[Pythonmac-SIG] Building extension modules with Xcode 5

Andrew Barnert abarnert at yahoo.com
Fri Oct 25 03:47:57 CEST 2013


> From: Kevin Walzer <kw at codebykevin.com>

> Sent: Thursday, October 24, 2013 6:14 PM
>
> On 10/24/13 7:50 PM, Andrew Barnert wrote:

>>  What should users be doing until this is fixed?
> 
> Build Python yourself, in my view. Python is one of the easiest scripting 
> languages to build. And once you do that, building extensions is just a matter 
> of sudo easy_install foo.

Well, as I said, I personally build it myself, either manually or via Homebrew. And I've told novices to "use Homebrew" with a link to brew.sh and they've figured it out themselves. (And that also gives them up-to-date setuptools and pip, and the only problem they ever run into is figuring out that you need to "brew install gfortran" before "pip install numpy scipy", which is not hard to explain.)

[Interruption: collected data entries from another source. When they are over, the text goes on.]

//! Domain entities for the boundary catalog.
//!
//! A [`BoundarySet`] is a named collection of related boundaries ("Wards",
//! "Community Areas"). A [`Boundary`] is a single polygon feature belonging to
//! exactly one set. Both carry a unique slug assigned once at import time.

use chrono::NaiveDate;
use geo_types::{MultiPolygon, Point};

use crate::slug::SlugSource;

/// Numeric identifier for a boundary set.
pub type SetId = i64;

/// Numeric identifier for a boundary.
pub type BoundaryId = i64;

/// A set of related boundaries, such as all Wards or Neighborhoods.
#[derive(Debug, Clone, PartialEq)]
pub struct BoundarySet {
    pub id: SetId,
    /// Plural category name, e.g. "Community Areas". Unique.
    pub name: String,
    /// Name of a single member, e.g. "Community Area".
    pub singular: String,
    /// If true, display names read "kind name" (e.g. "Ward 5"),
    /// otherwise "name kind" (e.g. "5 Ward").
    pub kind_first: bool,
    /// The entity responsible for this data's accuracy, e.g. "City of Chicago".
    pub authority: String,
    /// The area this set covers, e.g. "Chicago" or "Illinois".
    pub domain: String,
    /// When the data was last pulled from its authority.
    pub last_updated: NaiveDate,
    /// The url this data was found at, if any.
    pub href: String,
    /// Notes about loading this data, including transformations applied.
    pub notes: String,
    /// Total number of features expected in this set.
    pub count: i64,
    /// Metadata field names carried over from the source dataset, in
    /// display order.
    pub metadata_fields: Vec<String>,
    pub slug: String,
}

/// A single boundary feature, such as one Ward or one Neighborhood.
#[derive(Debug, Clone, PartialEq)]
pub struct Boundary {
    pub id: BoundaryId,
    pub set_id: SetId,
    /// Copy of the parent set's `singular` value, used for display and slugs.
    pub kind: String,
    /// Identifier from the source dataset. Not unique in isolation.
    pub external_id: String,
    pub name: String,
    /// Computed from `name`, `kind` and the parent set's `kind_first`.
    pub display_name: String,
    /// The full source attribute table for this feature, as a JSON object.
    pub metadata: serde_json::Value,
    /// Full-resolution geometry in EPSG:4269.
    pub shape: MultiPolygon<f64>,
    /// Geometry simplified to 0.0001 tolerance by the import pipeline.
    pub simple_shape: MultiPolygon<f64>,
    /// Weighted center of the boundary, when the import pipeline computed one.
    pub centroid: Option<Point<f64>>,
    pub slug: String,
}

impl SlugSource for BoundarySet {
    fn slug_text(&self) -> &str {
        &self.name
    }
}

impl SlugSource for Boundary {
    fn slug_text(&self) -> &str {
        &self.display_name
    }
}

/// Compose a boundary display name from its parts.
///
/// With `kind_first` the kind leads ("Ward 5"), otherwise it trails
/// ("5 Ward").
pub fn display_name(name: &str, kind: &str, kind_first: bool) -> String {
    if kind_first {
        format!("{} {}", kind, name)
    } else {
        format!("{} {}", name, kind)
    }
}

/// Split a pipe-delimited metadata field list. Empty input yields no fields.
pub fn parse_metadata_fields(raw: &str) -> Vec<String> {
    if raw.is_empty() {
        return Vec::new();
    }
    raw.split('|').map(str::to_string).collect()
}

/// Join metadata field names back into their pipe-delimited wire form.
pub fn join_metadata_fields(fields: &[String]) -> String {
    fields.join("|")
}

#[cfg(test)]
mod tests {
    use super::*;

    #[test]
    fn test_display_name_kind_first() {
        assert_eq!(display_name("5", "Ward", true), "Ward 5");
    }

    #[test]
    fn test_display_name_kind_last() {
        assert_eq!(display_name("5", "Ward", false), "5 Ward");
    }

    #[test]
    fn test_metadata_fields_roundtrip() {
        let fields = parse_metadata_fields("WARD|ALDERMAN|POP2010");
        assert_eq!(fields, vec!["WARD", "ALDERMAN", "POP2010"]);
        assert_eq!(join_metadata_fields(&fields), "WARD|ALDERMAN|POP2010");
    }

    #[test]
    fn test_metadata_fields_empty() {
        assert!(parse_metadata_fields("").is_empty());
        assert_eq!(join_metadata_fields(&[]), "");
    }

    #[test]
    fn test_metadata_fields_order_preserved() {
        let fields = parse_metadata_fields("B|A|C");
        assert_eq!(fields, vec!["B", "A", "C"]);
    }
}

But I've gotten resistance from others telling me I shouldn't be telling novices to do that.

And really, if this is the answer, there shouldn't be binary installers on python.org in the first place.

> What we're seeing here is a conflict between Python's unfortunate 

> insistence on using the same compiler toolchain for the main interpreter and any 
> compiled extensions, and Apple's remorseless dropping of stuff it no longer 
> supports.

Also Python having a single binary for 10.6+. I understand that decision—the only alternatives are to tell 10.6 users they're stuck with 2.7.5/3.3.2 forever, or to double the number of builds and double the packagers' work. But Apple consistently and intentionally makes it hard to support more than 3 (sometimes even 2) major OS X versions at a time, and they do a good job of that.

> I don't believe there is a way to resolve this conflict. Eventually clang 
> will have been the standard compiler for three or four versions of OS X, and 
> that will resolve it. Until then there will be several different compilers in 
> the wild--gcc-4.2, gcc-llvm, and clang, and we'll have these headaches with 
> incompatibility.

I think the only reason we're explicitly using gcc 4.2 is because it was required with Xcode 3.0 on OS X 10.5, or something like that. If that workaround is no longer relevant, and is now causing problems, why not just drop it?


And if I'm right, then there is an easy way to resolve this conflict. (The 10.6 SDK thing is less solvable, but also less critical. Most people need to pip install packages; only a few need to redistribute those packages as binaries.)